Максим Константинов/ Global Look Press
Сидя на нюрнбергской скамье подсудимых, Юлиус Штрайхер, бывший главный редактор газеты «DerSchtürmer», выделялся среди других обвиняемых видом не только надменным и самоуверенным, но и временами — удивленным. Как, за что? Я никого не убивал, не толкал в газовые камеры, даже не отдавал приказов убивать. Я даже не разрабатывал планов войны — я лишь выпускал газету, поддерживающую (а как иначе?!) политику рейха и фюрера. Тем не менее вместе с другими девятью осужденными главарями Третьего рейха Штрайхер был повешен в ночь на 16 октября 1946 года. Суд оценил его «вклад» в дело нацизма и гибели миллионов людей.
А Штрайхер «всего-то» был главой главного рупора государства. Он никого не убивал, но тысячи и тысячи, одурманенные пропагандой, за которую он отвечал, шли убивать, убивать, убивать. Вот такое начало в виде лирического отступления случайно пришло в голову. Видать, какой-то музыкой навеяло — ведь наш герой сегодня вовсе не Штрайхер.
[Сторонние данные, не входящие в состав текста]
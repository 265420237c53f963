//! Control-loop driver for the calibration session
//!
//! Owns the vehicle's single [`AccelCal`] session. Call [`AccelCalRunner::update`]
//! from the fixed-rate loop: it executes commands queued by the MAVLink
//! handler, advances the session and narrates over STATUSTEXT.

use core::cell::RefCell;

use accelcal_core::accel_cal::{
    AccelCal, AccelCalClient, AccelCalCommand, AccelCalConfig, AccelCalError, CalibrationStatus,
    SessionOutcome,
};
use accelcal_core::parameters::{AccelCalParams, ParameterStore};
use accelcal_core::traits::TimeSource;

use super::commands;
use crate::communication::mavlink::MavlinkReporter;

static REPORTER: MavlinkReporter = MavlinkReporter;

/// Calibration session wired to the MAVLink command queue and STATUSTEXT
pub struct AccelCalRunner<'a, T: TimeSource> {
    cal: AccelCal<'a, T>,
}

impl<'a, T: TimeSource> AccelCalRunner<'a, T> {
    pub fn new(time: T, config: AccelCalConfig) -> Self {
        Self {
            cal: AccelCal::new(time, config),
        }
    }

    /// Build the session from `INS_ACAL_*` parameters.
    pub fn from_params(time: T, store: &ParameterStore) -> Self {
        Self::new(time, AccelCalParams::from_store(store).to_config())
    }

    /// Re-read `INS_ACAL_*`; applies from the next session.
    pub fn reload_params(&mut self, store: &ParameterStore) {
        self.cal
            .set_config(AccelCalParams::from_store(store).to_config());
    }

    /// Register a calibrator client, logging refusals.
    pub fn register<C>(&mut self, client: &'a RefCell<C>) -> Result<(), AccelCalError>
    where
        C: AccelCalClient + 'a,
    {
        self.cal.register(client).inspect_err(|err| {
            crate::log_error!("Accel cal client registration failed: {}", err.as_str());
        })
    }

    /// Execute one command immediately, bypassing the queue.
    pub fn handle_command(&mut self, command: AccelCalCommand) -> Result<(), AccelCalError> {
        crate::log_info!("Accel cal command: {}", command.as_str());
        self.cal
            .handle_command(command, &REPORTER)
            .inspect_err(|err| {
                crate::log_warn!(
                    "Accel cal command {} refused: {}",
                    command.as_str(),
                    err.as_str()
                );
            })
    }

    /// One control-loop tick: drain queued commands, then advance the session.
    pub fn update(&mut self) -> Option<SessionOutcome> {
        let pending = commands::take_pending();
        for command in pending.iter() {
            crate::log_info!("Accel cal command: {}", command.as_str());
        }

        let outcome = self.cal.update_with_commands(pending, &REPORTER);
        match outcome {
            Some(SessionOutcome::Succeeded) => {
                crate::log_info!("Accel calibration succeeded");
            }
            Some(SessionOutcome::Failed(err)) => {
                crate::log_warn!("Accel calibration failed: {}", err.as_str());
            }
            None => {}
        }
        outcome
    }

    pub fn status(&self) -> CalibrationStatus {
        self.cal.status()
    }

    /// The underlying session
    pub fn calibration(&self) -> &AccelCal<'a, T> {
        &self.cal
    }
}
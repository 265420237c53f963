//! Inertial Sensor Manager
//!
//! Owns the accelerometer instances of one sensor board: their persisted
//! corrections and one calibrator each. Registers with the calibration
//! session as an `AccelCalClient`.
//!
//! # Data Flow
//!
//! ```text
//! driver ── raw ──> feed() ──> AccelCalibrator (while collecting)
//!                \─> corrected() ──> AccelCorrection::apply ──> AHRS
//! session success ──> save_calibrations() ──> INS_ACC*OFFS_* / INS_ACC*SCAL_*
//! ```
//!
//! A primary IMU board uses instances starting at 0; a secondary board can
//! take the remaining slots with `first_instance`.

use core::cell::RefCell;

use accelcal_core::accel_cal::{AccelCalClient, AccelCalibrator, AccelCorrection};
use accelcal_core::parameters::{
    AccelCorrectionParams, ParameterError, ParameterStore, MAX_ACCEL_INSTANCES,
};
use heapless::Vec;
use nalgebra::Vector3;

/// Accelerometers of one sensor board
pub struct InertialSensor<'p> {
    calibrators: Vec<AccelCalibrator, MAX_ACCEL_INSTANCES>,
    corrections: Vec<AccelCorrection, MAX_ACCEL_INSTANCES>,
    first_instance: u8,
    params: &'p RefCell<ParameterStore>,
}

impl<'p> InertialSensor<'p> {
    /// Set up `count` accelerometers at parameter instances
    /// `first_instance..first_instance + count`, loading their stored
    /// corrections.
    ///
    /// # Errors
    ///
    /// [`ParameterError::UnknownInstance`] if any instance has no parameter
    /// slots.
    pub fn new(
        params: &'p RefCell<ParameterStore>,
        first_instance: u8,
        count: u8,
    ) -> Result<Self, ParameterError> {
        let mut calibrators = Vec::new();
        let mut corrections = Vec::new();

        {
            let store = params.borrow();
            for offset in 0..count {
                let instance = first_instance.saturating_add(offset);
                let correction = AccelCorrectionParams::load(&store, instance)?;
                corrections
                    .push(correction)
                    .map_err(|_| ParameterError::UnknownInstance(instance))?;
                calibrators
                    .push(AccelCalibrator::new())
                    .map_err(|_| ParameterError::UnknownInstance(instance))?;
            }
        }

        crate::log_info!(
            "INS: {} accelerometers from instance {}",
            count,
            first_instance
        );

        Ok(Self {
            calibrators,
            corrections,
            first_instance,
            params,
        })
    }

    /// Number of accelerometers on this board
    pub fn accel_count(&self) -> usize {
        self.calibrators.len()
    }

    /// Feed one raw reading (m/s²) from accelerometer `index`.
    ///
    /// Only a calibrator that is collecting a sample uses it.
    pub fn feed(&mut self, index: usize, raw: Vector3<f32>, now_ms: u64) {
        if let Some(calibrator) = self.calibrators.get_mut(index) {
            calibrator.new_sample(raw, now_ms);
        }
    }

    /// Raw reading of accelerometer `index` with its stored correction applied
    pub fn corrected(&self, index: usize, raw: Vector3<f32>) -> Option<Vector3<f32>> {
        self.corrections
            .get(index)
            .map(|correction| correction.apply(raw))
    }

    /// Correction currently applied to accelerometer `index`
    pub fn correction(&self, index: usize) -> Option<&AccelCorrection> {
        self.corrections.get(index)
    }

    fn instance(&self, index: usize) -> u8 {
        self.first_instance.saturating_add(index as u8)
    }
}

impl AccelCalClient for InertialSensor<'_> {
    fn calibrator(&self, index: usize) -> Option<&AccelCalibrator> {
        self.calibrators.get(index)
    }

    fn calibrator_mut(&mut self, index: usize) -> Option<&mut AccelCalibrator> {
        self.calibrators.get_mut(index)
    }

    /// Persist every accelerometer's new correction, or none of them.
    fn save_calibrations(&mut self) {
        let mut store = self.params.borrow_mut();

        let mut results: Vec<AccelCorrection, MAX_ACCEL_INSTANCES> = Vec::new();
        for (index, calibrator) in self.calibrators.iter().enumerate() {
            let instance = self.instance(index);
            let Some(correction) = calibrator.correction() else {
                crate::log_error!(
                    "INS: accel {} has no correction, nothing saved",
                    instance
                );
                return;
            };
            if AccelCorrectionParams::check_writable(&store, instance).is_err() {
                crate::log_error!(
                    "INS: accel {} parameters not writable, nothing saved",
                    instance
                );
                return;
            }
            // Same capacity as `calibrators`
            let _ = results.push(correction);
        }

        for (index, correction) in results.into_iter().enumerate() {
            let instance = self.instance(index);
            match AccelCorrectionParams::save(&mut store, instance, &correction) {
                Ok(()) => {
                    self.corrections[index] = correction;
                    crate::log_info!("INS: accel {} calibration saved", instance);
                }
                Err(_) => {
                    crate::log_error!("INS: failed to save accel {} calibration", instance);
                }
            }
        }
    }

    fn calibration_cancelled(&mut self) {
        crate::log_warn!(
            "INS: calibration cancelled, keeping stored corrections for {} accels",
            self.calibrators.len()
        );
    }
}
Костя Эрнст был хорошим мальчиком — школу не прогуливал, не дрался, с родителями не ругался. Более того — из уважения к отцу, видному ученому-биологу Льву Эрнсту, пошел по его стопам, поступив на биологический факультет Ленинградского университета. Специализировался на зоотехнических вопросах и в 25 лет защитил кандидатскую про созревание женских клеток в пробирке. Работал в профильном НИИ, да так успешно, что его уж было снарядили в двухгодичную стажировку в Кембридж, но тут вдруг подвернулось телевидение.
Совершенно случайно подвернулось — в какой-то компании Константин познакомился с Александром Любимовым, уже запустившим «Взгляд». Эрнст принялся за что-то критиковать программу, и Любимов запальчиво крикнул: «Вот приходи и сделай лучше». Эрнст поймал Любимова на слове, пришел и начал делать. Не лучше, нет — творческого запала у него оказалось не так много, и затеянная им программа «Матадор», хоть и была на слуху, но оказалась куда менее популярной, чем ожидал и сам Эрнст, и телевизионное начальство.
С наукой, разумеется, было покончено. Да и представить себе Эрнста в научной среде, кропотливо, год за годом отдающего себя по частям фундаментальной науке, невозможно. Совсем другой тип. Чтобы ученому-биологу прогреметь если даже не на весь мир, то хотя бы на всю страну, требовалось торчать дни и ночи напролет в лаборатории, ошибаясь и побеждая, но продвигаясь медленно-медленно. Но даже Нобелевская премия не даст такой популярности, как телеящик. Не говоря уж о деньгах. А Костя Эрнст жаждал славы. Даже деньги были не так важны (впрочем, в будущем он перестанет относиться к деньгам с прежней юношеской снисходительностью), как лучи славы. И не просто славы — Эрнсту нужно было зримо и мгновенно управлять людьми.